§ **WHAT IS BEING ASKED**:
Please find all lines in the data that hold the string "format" and copy them.

Dataset entries:

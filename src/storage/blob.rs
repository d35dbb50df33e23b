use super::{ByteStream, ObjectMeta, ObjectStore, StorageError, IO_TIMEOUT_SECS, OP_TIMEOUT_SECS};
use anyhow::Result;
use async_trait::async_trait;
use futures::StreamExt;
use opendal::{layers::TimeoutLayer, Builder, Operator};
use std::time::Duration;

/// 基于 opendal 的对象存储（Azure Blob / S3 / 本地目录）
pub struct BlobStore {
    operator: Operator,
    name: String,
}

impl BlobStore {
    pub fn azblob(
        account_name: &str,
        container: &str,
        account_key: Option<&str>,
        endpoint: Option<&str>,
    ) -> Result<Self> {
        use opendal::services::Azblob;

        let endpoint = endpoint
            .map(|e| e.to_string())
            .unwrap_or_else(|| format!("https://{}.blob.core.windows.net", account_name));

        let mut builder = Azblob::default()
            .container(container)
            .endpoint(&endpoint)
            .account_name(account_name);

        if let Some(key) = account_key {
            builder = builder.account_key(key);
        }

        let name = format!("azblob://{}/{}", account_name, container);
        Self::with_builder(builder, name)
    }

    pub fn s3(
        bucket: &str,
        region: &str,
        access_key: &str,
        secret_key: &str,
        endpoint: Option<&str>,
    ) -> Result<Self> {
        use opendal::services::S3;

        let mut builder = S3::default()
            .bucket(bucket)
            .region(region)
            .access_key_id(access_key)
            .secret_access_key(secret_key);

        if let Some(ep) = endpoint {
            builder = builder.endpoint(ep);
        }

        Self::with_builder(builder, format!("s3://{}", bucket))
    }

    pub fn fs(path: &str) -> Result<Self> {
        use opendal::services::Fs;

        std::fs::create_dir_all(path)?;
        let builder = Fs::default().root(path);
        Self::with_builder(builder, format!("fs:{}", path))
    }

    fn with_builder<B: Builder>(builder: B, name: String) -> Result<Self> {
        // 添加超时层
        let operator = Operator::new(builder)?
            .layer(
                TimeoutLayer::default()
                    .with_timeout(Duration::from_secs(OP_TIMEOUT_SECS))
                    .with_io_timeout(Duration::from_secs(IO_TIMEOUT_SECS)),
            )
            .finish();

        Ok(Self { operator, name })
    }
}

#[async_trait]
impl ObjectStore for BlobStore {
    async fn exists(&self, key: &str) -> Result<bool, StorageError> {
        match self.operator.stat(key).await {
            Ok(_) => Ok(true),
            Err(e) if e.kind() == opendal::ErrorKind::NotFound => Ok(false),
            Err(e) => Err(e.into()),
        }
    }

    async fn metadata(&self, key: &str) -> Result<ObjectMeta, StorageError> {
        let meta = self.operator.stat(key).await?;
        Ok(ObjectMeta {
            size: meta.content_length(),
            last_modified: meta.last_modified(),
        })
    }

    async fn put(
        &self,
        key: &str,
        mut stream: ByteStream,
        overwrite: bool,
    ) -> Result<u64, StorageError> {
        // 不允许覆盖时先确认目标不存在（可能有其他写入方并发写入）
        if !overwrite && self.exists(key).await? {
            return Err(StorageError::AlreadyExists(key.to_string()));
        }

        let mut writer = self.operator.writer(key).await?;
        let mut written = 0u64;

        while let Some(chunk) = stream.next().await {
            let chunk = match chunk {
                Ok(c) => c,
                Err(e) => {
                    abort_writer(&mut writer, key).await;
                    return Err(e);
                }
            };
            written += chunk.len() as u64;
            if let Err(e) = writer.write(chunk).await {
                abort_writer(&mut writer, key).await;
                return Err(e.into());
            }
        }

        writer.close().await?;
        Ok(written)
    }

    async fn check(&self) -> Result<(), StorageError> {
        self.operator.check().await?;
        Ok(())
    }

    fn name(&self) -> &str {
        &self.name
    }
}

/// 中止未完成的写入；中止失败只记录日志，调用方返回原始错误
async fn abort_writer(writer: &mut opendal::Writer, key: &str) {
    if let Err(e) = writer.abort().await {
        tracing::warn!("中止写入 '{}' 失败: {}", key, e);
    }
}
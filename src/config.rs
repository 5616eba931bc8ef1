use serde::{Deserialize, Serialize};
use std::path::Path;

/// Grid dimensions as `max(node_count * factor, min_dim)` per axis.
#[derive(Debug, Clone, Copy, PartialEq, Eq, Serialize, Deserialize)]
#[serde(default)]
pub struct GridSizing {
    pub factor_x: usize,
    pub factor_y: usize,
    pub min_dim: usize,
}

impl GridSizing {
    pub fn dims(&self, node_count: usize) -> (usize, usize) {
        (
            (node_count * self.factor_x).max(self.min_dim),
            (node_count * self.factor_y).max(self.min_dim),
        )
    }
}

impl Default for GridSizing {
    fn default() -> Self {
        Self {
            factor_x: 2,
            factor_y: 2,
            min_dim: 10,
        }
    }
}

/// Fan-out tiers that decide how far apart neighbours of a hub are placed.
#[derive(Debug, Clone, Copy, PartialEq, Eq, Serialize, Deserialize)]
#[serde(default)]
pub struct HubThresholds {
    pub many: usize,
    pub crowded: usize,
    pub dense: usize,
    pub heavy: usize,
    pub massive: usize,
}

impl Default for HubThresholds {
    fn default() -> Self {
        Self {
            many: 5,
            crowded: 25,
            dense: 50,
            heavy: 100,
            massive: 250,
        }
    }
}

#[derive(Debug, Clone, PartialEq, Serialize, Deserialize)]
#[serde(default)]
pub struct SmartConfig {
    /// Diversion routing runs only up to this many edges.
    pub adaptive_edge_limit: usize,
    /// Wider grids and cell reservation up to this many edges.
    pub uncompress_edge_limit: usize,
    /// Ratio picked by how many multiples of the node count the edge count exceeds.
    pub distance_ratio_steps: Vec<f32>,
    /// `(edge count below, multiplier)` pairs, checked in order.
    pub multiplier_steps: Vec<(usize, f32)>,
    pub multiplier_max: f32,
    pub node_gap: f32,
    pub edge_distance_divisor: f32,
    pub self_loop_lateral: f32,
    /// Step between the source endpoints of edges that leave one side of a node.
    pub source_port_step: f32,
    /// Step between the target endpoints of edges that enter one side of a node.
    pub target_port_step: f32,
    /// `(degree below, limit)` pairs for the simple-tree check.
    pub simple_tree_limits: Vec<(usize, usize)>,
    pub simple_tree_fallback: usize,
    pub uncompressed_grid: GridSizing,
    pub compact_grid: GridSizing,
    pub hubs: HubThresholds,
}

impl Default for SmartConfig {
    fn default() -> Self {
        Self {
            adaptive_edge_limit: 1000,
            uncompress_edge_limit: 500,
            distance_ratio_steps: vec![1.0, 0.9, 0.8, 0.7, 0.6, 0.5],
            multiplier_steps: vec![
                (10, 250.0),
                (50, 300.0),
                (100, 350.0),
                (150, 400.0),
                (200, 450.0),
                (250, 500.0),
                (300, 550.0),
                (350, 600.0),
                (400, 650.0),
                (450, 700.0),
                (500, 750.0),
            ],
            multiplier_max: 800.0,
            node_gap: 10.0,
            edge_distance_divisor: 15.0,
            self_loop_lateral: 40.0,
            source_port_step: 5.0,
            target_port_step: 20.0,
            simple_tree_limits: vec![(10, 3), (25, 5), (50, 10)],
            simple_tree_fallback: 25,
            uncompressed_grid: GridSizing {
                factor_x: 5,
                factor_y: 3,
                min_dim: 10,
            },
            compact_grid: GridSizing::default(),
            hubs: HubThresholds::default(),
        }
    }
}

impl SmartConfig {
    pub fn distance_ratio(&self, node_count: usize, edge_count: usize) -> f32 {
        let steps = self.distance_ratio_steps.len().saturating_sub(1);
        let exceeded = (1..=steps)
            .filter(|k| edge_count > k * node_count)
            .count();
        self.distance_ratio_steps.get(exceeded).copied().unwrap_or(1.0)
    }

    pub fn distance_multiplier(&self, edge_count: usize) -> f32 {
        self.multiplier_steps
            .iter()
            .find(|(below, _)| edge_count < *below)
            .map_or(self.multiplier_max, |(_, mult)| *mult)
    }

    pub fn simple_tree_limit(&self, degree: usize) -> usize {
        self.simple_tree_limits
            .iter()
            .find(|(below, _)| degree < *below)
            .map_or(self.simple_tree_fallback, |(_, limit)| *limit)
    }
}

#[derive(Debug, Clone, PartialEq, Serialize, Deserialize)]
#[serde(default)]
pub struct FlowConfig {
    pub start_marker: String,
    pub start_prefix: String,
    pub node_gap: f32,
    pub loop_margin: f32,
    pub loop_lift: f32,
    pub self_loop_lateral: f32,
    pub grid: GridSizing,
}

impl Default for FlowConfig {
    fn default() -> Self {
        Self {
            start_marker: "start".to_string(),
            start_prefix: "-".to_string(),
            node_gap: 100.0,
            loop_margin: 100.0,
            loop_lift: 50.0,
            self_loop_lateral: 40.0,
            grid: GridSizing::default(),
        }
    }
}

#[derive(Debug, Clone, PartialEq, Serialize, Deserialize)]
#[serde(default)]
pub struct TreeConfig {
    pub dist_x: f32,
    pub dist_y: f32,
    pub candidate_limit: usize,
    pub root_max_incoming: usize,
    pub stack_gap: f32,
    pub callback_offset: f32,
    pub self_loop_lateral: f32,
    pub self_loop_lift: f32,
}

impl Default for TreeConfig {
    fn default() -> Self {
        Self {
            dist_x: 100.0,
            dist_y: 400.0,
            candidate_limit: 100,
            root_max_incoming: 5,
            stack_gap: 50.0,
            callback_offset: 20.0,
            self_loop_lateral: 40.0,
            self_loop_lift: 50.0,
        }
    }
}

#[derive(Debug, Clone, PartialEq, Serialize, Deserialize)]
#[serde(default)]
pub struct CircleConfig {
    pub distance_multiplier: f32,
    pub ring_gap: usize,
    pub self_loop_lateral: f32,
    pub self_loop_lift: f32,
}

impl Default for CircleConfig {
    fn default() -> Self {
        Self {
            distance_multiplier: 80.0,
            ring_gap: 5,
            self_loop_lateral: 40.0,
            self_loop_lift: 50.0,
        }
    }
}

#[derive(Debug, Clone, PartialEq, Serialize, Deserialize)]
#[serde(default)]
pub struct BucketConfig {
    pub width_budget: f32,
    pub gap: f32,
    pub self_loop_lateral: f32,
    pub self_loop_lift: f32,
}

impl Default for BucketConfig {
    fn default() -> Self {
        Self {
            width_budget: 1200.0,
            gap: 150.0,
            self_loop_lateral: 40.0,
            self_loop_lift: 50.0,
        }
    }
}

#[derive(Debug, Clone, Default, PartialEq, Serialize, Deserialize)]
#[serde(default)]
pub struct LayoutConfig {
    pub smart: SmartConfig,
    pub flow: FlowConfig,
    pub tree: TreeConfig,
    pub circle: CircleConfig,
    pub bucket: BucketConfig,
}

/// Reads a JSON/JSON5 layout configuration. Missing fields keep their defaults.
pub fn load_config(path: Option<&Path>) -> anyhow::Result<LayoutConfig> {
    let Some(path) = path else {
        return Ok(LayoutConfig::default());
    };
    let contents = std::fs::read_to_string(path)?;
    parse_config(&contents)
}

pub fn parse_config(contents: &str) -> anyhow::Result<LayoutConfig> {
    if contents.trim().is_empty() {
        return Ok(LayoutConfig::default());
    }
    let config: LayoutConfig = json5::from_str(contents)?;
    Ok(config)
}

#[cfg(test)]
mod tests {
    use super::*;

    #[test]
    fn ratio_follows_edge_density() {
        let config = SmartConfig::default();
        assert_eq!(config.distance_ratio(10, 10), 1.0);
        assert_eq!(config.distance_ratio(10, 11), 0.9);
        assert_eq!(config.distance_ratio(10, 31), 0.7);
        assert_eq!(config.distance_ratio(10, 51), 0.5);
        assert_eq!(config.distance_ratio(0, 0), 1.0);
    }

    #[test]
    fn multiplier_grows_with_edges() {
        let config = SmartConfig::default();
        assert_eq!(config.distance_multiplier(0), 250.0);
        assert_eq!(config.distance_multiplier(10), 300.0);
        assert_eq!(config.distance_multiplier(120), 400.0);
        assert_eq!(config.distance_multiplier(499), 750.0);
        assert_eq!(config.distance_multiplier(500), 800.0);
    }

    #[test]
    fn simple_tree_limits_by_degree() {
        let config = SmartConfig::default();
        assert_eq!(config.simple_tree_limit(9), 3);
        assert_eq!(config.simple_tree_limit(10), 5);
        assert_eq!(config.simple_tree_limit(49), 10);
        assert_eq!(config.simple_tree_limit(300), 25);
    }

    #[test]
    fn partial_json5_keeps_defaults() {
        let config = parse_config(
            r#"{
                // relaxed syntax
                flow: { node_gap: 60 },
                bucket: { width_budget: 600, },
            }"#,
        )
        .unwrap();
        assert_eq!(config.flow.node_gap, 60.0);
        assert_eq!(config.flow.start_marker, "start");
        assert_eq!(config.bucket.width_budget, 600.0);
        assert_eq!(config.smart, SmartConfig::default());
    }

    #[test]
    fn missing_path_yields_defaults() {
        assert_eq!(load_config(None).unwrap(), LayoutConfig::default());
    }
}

§ **RESPONSE TO THIS EXERCISE**:
            .unwrap_or_else(|| format!("https://{}.blob.core.windows.net", account_name));
        let name = format!("azblob://{}/{}", account_name, container);
        Self::with_builder(builder, format!("s3://{}", bucket))
        Self::with_builder(builder, format!("fs:{}", path))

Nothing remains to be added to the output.